Diyarbakır’ın Sur ilçesinde bulunan Melik Ahmet Mahallesi’nde yaşanan olayda gençler tarafından dövülüp bıçaklanarak linç edilen Ergün Arslan’ın cinayetiyle ilgili dava, 2. Ağır Ceza Mahkemesi’nde görüldü. Mahkeme duruşmasında, tutuklu iki sanık hazır bulunurken, tutuksuz dört sanık ise katılmadı. Duruşmada tüm sanıkların cezalandırılması talep edildi.
Mahkeme heyeti, güvenlik kamerası kayıtlarına dayanarak Ergün Arslan’ın gençler tarafından dövülerek sokak sokak gezdirildikten sonra linç edilip öldürüldüğünü tespit etti. Arslan’ın iddia edilen taciz olayıyla ilgili ise kız çocuğunun ifadesine başvuruldu ve Arslan’ı tanımadığını söylediği ve taciz iddialarının asılsız olduğu belirtildi. Arslan’ın hayvansever biri olması nedeniyle sokakta başı boş dolaşan bir yavru kediye eziyet eden gençlere karşı çıktığı için linç edildiği ortaya çıktı.
Mahkeme tarafından izlenen görüntülerde, tutuklu sanık B.E’nin çelik boru anahtarıyla Arslan’ı defalarca dövdüğü ve yaraladığı tespit edildi.

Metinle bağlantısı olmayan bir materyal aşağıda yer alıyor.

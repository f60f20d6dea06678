pub mod component;
pub mod composite;
pub mod config;
pub mod errors;
pub mod exchange;
pub mod grid;
pub mod naming;
pub mod persistence;
pub mod registry;
pub mod resume;
pub mod time;
pub mod value;

#[cfg(test)]
mod example_components;
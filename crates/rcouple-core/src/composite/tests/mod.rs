//! Behaviour tests for the composite.
//!
//! These run small composites of [`TestComponent`]s built through a closure factory, so the
//! order and number of component calls can be checked from a shared [`CallLog`].

use crate::component::Component;
use crate::config::{CompositeConfig, CouplingSettings};
use crate::errors::{CouplerError, CouplerResult};
use crate::example_components::{CallLog, TestComponent};
use std::path::Path;

use super::Composite;


/// Configure a composite from components, registered in the given order
fn configure(
    components: Vec<TestComponent>,
    exchanges: &[(&str, &str)],
    coupling: CouplingSettings,
    log: &CallLog,
) -> Composite {
    let mut config = CompositeConfig::new().with_coupling(coupling);
    for component in &components {
        config = config.with_model(&component.name, format!("{}.toml", component.name));
    }
    for (source, destination) in exchanges {
        config = config.with_exchange(source, destination);
    }

    let factory = |id: &str, _path: &Path| -> CouplerResult<Box<dyn Component>> {
        components
            .iter()
            .find(|c| c.name == id)
            .map(|c| Box::new(c.clone().with_log(log)) as Box<dyn Component>)
            .ok_or_else(|| CouplerError::UnknownComponent(id.to_string()))
    };

    let mut composite = Composite::new();
    composite.configure_with(&config, &factory).unwrap();
    composite
}

/// Configure and initialize a composite
fn initialized(
    components: Vec<TestComponent>,
    exchanges: &[(&str, &str)],
    log: &CallLog,
) -> Composite {
    let mut composite = configure(components, exchanges, CouplingSettings::default(), log);
    composite.initialize_all().unwrap();
    composite
}

/// The first element of a scalar variable
fn scalar(composite: &Composite, name: &str) -> f64 {
    let value = composite.get_value(name).unwrap().unwrap();
    let first = value.as_f64().unwrap().iter().next().copied();
    first.unwrap()
}
//! Qualified variable names.
//!
//! At the composite boundary every variable is addressed as `<component>/<variable>`.
//! The first `/` separates the component id from the component's own variable name, so the
//! local name may itself contain further separators.

use crate::errors::{CouplerError, CouplerResult};
use std::fmt;

pub const SEPARATOR: char = '/';

/// A variable name split into its owning component and local name
#[derive(Debug, Clone, Copy, PartialEq, Eq, Hash)]
pub struct QualifiedName<'a> {
    pub component: &'a str,
    pub variable: &'a str,
}

impl<'a> QualifiedName<'a> {
    /// Split on the first separator
    ///
    /// Returns `None` if there is no separator or either side is empty.
    pub fn split(name: &'a str) -> Option<Self> {
        let (component, variable) = name.split_once(SEPARATOR)?;
        if component.is_empty() || variable.is_empty() {
            return None;
        }
        Some(Self {
            component,
            variable,
        })
    }

    /// Like [`QualifiedName::split`] but reports malformed names as an error
    pub fn parse(name: &'a str) -> CouplerResult<Self> {
        Self::split(name).ok_or_else(|| CouplerError::InvalidQualifiedName(name.to_string()))
    }
}

impl fmt::Display for QualifiedName<'_> {
    fn fmt(&self, f: &mut fmt::Formatter<'_>) -> fmt::Result {
        write!(f, "{}{}{}", self.component, SEPARATOR, self.variable)
    }
}

/// Join a component id and a local variable name
pub fn qualify(component: &str, variable: &str) -> String {
    format!("{component}{SEPARATOR}{variable}")
}
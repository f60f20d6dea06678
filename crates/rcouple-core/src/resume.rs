//! In-memory checkpoints for the bounded one-step rewind.
//!
//! A component checkpoints its state immediately before each update. Resuming restores that
//! checkpoint, so at most one step can be undone between updates. This is separate from the
//! directory based `save_state`/`load_state` which persist state to disk.

use crate::errors::{CouplerError, CouplerResult};

/// Holds the state of a component as it was before its most recent update
#[derive(Debug, Clone)]
pub struct ResumeBuffer<S> {
    snapshot: Option<S>,
}

impl<S> Default for ResumeBuffer<S> {
    fn default() -> Self {
        Self { snapshot: None }
    }
}

impl<S: Clone> ResumeBuffer<S> {
    pub fn new() -> Self {
        Self::default()
    }

    /// Store a copy of `state`, replacing any earlier checkpoint
    pub fn checkpoint(&mut self, state: &S) {
        self.snapshot = Some(state.clone());
    }

    /// Remove and return the checkpoint
    pub fn take(&mut self) -> CouplerResult<S> {
        self.snapshot.take().ok_or(CouplerError::RewindUnavailable)
    }

    pub fn is_available(&self) -> bool {
        self.snapshot.is_some()
    }

    pub fn clear(&mut self) {
        self.snapshot = None;
    }
}

#[cfg(test)]
mod tests {
    use super::*;

    #[test]
    fn only_the_latest_checkpoint_is_kept() {
        let mut buffer = ResumeBuffer::new();
        assert!(!buffer.is_available());

        buffer.checkpoint(&1);
        buffer.checkpoint(&2);
        assert_eq!(buffer.take().unwrap(), 2);
        assert!(matches!(buffer.take(), Err(CouplerError::RewindUnavailable)));
    }

    #[test]
    fn clear_discards_checkpoint() {
        let mut buffer = ResumeBuffer::new();
        buffer.checkpoint(&vec![1.0, 2.0]);
        buffer.clear();
        assert!(buffer.take().is_err());
    }
}
//! Lifecycle phases of a composite.

use std::fmt;

/// Where a composite is in its lifecycle
///
/// ```text
/// Unconfigured -> Configured -> Initialized -> Stepping -> Finalized
/// ```
///
/// Any failure raised by a component while stepping, rewinding, saving or loading moves the
/// composite to `Failed`. A failed composite can only be finalized.
#[derive(Debug, Clone, Copy, PartialEq, Eq)]
pub enum CompositePhase {
    Unconfigured,
    Configured,
    Initialized,
    Stepping,
    Finalized,
    Failed,
}

impl CompositePhase {
    /// True once the components have been initialized and the composite can step
    pub fn is_running(&self) -> bool {
        matches!(self, CompositePhase::Initialized | CompositePhase::Stepping)
    }
}

impl fmt::Display for CompositePhase {
    fn fmt(&self, f: &mut fmt::Formatter<'_>) -> fmt::Result {
        let name = match self {
            CompositePhase::Unconfigured => "unconfigured",
            CompositePhase::Configured => "configured",
            CompositePhase::Initialized => "initialized",
            CompositePhase::Stepping => "stepping",
            CompositePhase::Finalized => "finalized",
            CompositePhase::Failed => "failed",
        };
        f.write_str(name)
    }
}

Otopsi raporu da Arslan’ın vücudunda ağır yaralanmalar olduğunu gösterdi. Sanıkların Arslan’ı dövüp Emniyet Ekipler Amirliği’nin önüne getirerek linç ettikleri belirtildi.
Mahkeme, olayın ciddiyeti ve sanıkların suçunu işlediği konusunda vicdani kanaat oluşturarak tutuklu sanıklardan B.E ve S.D’ye müebbet hapis cezası verdi. B.E’nin cezası iyi hal indirimiyle 25 yıla düşürülürken, S.D’nin cezası ise yaşının küçük olması sebebiyle 11 yıl 8 ay olarak belirlendi. Tutuksuz sanıkların da yaş küçüklüğü nedeniyle cezaları indirildi.
Ergün Arslan’ın çocuğu olamaması sebebiyle hayvanlara karşı büyük sevgi beslediği ve sokak hayvanlarıyla ilgilendiği belirtildi. Arslan’ın olay günü sokakta gençlerin yavru kediye işkence yapmasına karşı çıkarak tartışmaya neden olduğu ve “Tacizci” suçlamasıyla linç edilerek öldürüldüğü ifade edildi. Arslan’ın yaşanan olaylar karşısında hayvansever ve yardımsever kişiliğinin sonucunda canı pahasına bedel ödediği vurgulandı.